## Extracted entries
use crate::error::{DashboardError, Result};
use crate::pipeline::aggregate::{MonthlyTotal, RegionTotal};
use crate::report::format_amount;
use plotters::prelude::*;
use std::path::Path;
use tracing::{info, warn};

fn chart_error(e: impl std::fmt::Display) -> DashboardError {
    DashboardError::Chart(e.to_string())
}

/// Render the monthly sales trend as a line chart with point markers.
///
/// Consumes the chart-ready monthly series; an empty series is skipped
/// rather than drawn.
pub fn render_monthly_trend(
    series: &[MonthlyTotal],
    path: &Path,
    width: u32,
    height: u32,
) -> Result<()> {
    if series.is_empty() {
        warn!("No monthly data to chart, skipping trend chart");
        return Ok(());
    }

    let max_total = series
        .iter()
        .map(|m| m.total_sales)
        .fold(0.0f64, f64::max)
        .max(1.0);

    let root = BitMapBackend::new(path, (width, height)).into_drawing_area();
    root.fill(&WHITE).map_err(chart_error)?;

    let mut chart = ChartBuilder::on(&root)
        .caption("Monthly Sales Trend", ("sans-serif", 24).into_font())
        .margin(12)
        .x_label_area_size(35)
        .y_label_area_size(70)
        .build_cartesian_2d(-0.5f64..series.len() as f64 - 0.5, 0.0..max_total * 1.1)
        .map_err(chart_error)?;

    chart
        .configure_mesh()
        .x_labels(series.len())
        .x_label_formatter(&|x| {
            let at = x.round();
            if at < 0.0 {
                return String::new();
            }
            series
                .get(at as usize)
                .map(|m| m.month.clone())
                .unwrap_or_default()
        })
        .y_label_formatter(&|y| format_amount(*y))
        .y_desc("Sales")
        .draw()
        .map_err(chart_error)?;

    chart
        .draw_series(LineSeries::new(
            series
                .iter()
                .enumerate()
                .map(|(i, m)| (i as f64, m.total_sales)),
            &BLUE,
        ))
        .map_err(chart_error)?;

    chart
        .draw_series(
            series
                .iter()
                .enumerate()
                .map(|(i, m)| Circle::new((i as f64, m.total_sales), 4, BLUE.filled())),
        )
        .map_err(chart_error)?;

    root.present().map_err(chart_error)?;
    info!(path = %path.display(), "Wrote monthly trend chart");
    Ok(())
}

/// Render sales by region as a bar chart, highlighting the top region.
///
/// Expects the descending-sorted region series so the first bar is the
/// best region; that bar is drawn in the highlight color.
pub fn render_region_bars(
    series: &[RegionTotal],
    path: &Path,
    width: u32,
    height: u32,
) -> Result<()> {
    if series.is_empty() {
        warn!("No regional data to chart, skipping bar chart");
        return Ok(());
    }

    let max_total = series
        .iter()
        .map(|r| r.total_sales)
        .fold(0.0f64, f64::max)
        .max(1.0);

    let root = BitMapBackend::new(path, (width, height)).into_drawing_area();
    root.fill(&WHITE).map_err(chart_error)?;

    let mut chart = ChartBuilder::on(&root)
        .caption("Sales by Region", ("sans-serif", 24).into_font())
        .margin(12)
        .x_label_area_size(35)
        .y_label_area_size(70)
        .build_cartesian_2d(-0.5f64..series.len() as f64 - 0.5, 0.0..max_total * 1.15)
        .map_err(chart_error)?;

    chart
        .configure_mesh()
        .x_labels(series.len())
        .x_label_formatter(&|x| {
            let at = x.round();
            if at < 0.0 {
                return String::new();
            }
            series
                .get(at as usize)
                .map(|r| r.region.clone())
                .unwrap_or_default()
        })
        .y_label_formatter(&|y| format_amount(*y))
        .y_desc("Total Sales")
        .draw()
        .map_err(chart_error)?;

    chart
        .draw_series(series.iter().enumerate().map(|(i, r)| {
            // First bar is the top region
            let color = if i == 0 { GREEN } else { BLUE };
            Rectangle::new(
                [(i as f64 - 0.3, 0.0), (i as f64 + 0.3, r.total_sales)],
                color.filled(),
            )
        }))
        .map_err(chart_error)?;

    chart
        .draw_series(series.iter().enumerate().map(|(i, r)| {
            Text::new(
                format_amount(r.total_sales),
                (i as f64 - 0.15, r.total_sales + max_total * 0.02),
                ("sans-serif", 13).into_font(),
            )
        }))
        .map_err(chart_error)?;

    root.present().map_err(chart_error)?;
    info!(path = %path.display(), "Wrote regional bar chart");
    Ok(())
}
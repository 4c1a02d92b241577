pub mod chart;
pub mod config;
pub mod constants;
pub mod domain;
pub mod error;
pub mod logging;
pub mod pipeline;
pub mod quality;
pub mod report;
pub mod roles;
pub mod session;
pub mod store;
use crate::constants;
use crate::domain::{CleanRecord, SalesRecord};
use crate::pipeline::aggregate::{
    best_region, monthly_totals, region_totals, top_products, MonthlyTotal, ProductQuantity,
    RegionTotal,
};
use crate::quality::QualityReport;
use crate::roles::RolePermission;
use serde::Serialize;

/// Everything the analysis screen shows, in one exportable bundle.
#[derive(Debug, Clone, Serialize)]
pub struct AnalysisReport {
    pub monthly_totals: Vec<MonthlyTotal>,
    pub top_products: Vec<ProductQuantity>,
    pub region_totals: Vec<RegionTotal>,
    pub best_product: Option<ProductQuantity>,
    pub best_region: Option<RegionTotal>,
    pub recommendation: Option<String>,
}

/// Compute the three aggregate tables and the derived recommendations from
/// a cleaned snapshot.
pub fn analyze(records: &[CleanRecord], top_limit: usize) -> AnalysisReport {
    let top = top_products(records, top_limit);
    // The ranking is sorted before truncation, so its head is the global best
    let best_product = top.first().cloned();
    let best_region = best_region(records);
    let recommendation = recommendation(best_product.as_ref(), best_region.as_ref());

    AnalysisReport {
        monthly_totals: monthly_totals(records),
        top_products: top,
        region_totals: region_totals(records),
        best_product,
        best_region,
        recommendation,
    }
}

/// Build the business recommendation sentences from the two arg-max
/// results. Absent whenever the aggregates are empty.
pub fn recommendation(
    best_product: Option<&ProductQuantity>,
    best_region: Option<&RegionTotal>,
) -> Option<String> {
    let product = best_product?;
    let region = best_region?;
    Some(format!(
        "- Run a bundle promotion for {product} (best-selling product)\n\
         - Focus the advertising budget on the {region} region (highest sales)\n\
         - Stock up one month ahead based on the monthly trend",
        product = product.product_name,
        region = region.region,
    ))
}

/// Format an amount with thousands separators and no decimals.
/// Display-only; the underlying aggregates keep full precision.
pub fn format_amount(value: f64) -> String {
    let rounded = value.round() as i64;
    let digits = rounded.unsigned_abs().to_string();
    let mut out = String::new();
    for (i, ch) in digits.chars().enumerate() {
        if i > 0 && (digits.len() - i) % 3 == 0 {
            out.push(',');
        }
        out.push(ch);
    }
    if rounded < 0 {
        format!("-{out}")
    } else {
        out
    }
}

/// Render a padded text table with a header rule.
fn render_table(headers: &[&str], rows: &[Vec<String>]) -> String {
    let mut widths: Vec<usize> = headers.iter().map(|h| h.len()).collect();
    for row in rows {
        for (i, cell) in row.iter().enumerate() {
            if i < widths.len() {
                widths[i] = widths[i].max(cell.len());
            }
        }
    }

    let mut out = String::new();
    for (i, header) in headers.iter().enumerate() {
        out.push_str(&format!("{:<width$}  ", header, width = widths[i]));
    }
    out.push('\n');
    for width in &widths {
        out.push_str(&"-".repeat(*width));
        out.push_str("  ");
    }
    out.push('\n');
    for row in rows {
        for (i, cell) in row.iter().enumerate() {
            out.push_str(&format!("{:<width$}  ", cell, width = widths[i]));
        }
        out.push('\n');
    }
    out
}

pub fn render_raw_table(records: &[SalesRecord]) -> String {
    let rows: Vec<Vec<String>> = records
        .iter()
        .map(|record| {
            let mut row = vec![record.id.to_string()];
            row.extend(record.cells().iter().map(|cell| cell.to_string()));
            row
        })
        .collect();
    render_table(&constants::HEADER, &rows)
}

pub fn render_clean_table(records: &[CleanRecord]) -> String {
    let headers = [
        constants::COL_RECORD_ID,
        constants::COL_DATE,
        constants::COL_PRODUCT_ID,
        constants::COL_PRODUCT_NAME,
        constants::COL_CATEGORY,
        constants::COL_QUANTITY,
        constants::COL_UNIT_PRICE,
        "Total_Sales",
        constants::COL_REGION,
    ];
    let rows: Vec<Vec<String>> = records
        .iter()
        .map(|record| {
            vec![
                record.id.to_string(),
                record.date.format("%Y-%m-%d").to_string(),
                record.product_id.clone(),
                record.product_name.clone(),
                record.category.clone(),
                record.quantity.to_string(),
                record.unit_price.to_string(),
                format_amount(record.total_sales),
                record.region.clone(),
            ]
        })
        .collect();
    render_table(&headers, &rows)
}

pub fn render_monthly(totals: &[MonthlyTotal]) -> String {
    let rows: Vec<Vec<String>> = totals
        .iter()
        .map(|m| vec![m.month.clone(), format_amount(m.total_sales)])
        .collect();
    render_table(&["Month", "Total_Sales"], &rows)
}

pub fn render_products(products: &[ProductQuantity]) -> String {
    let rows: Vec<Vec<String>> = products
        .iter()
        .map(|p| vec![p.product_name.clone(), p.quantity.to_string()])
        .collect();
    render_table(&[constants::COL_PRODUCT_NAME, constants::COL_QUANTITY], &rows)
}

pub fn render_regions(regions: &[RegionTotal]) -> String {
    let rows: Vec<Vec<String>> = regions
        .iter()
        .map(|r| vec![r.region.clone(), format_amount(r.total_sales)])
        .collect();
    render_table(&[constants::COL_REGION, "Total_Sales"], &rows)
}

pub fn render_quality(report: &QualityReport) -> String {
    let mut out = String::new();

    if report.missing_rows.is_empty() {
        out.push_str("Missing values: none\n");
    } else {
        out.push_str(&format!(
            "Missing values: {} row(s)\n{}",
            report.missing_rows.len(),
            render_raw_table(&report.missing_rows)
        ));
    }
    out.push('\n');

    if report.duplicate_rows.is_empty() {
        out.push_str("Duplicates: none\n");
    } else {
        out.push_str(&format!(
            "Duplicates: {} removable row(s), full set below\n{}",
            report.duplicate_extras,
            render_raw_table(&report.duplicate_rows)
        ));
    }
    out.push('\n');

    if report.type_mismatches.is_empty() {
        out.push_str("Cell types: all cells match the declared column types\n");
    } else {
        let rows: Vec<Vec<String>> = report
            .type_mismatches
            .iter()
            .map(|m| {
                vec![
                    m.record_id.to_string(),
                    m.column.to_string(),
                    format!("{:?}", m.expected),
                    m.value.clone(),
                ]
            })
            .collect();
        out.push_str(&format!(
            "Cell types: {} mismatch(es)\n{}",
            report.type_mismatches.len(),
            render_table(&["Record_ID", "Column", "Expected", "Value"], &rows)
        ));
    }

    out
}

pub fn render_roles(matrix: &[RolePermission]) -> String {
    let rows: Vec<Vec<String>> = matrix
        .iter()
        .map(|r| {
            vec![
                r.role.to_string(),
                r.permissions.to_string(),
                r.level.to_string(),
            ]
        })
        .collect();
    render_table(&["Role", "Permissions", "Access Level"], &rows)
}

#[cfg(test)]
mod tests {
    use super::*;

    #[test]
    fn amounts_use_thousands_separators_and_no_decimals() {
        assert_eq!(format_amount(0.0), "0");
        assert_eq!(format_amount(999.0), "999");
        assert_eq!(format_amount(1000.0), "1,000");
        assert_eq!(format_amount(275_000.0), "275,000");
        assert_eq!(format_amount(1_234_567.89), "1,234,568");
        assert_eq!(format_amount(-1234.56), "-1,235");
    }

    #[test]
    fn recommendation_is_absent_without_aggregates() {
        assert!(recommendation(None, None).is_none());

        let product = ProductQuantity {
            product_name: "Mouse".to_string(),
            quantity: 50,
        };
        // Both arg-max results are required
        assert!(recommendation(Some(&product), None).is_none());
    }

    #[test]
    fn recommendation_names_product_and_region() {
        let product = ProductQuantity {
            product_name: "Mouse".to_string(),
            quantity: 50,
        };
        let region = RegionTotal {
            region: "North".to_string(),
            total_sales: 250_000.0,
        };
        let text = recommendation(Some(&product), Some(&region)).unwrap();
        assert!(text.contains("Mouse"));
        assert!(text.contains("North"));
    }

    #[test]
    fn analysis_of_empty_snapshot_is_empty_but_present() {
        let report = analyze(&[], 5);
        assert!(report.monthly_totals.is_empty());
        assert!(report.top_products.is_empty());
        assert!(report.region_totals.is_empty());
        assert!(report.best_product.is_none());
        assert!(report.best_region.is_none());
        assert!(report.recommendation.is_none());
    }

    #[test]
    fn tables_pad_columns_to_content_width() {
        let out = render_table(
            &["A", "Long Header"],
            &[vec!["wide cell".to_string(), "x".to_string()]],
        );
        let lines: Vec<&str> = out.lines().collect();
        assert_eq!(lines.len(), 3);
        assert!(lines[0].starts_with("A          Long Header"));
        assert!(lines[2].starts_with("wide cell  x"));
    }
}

## Aim of the task
Copy out all lines of the material above in which "Serialize" occurs.

## Answer section
use serde::Serialize;
#[derive(Debug, Clone, Serialize)]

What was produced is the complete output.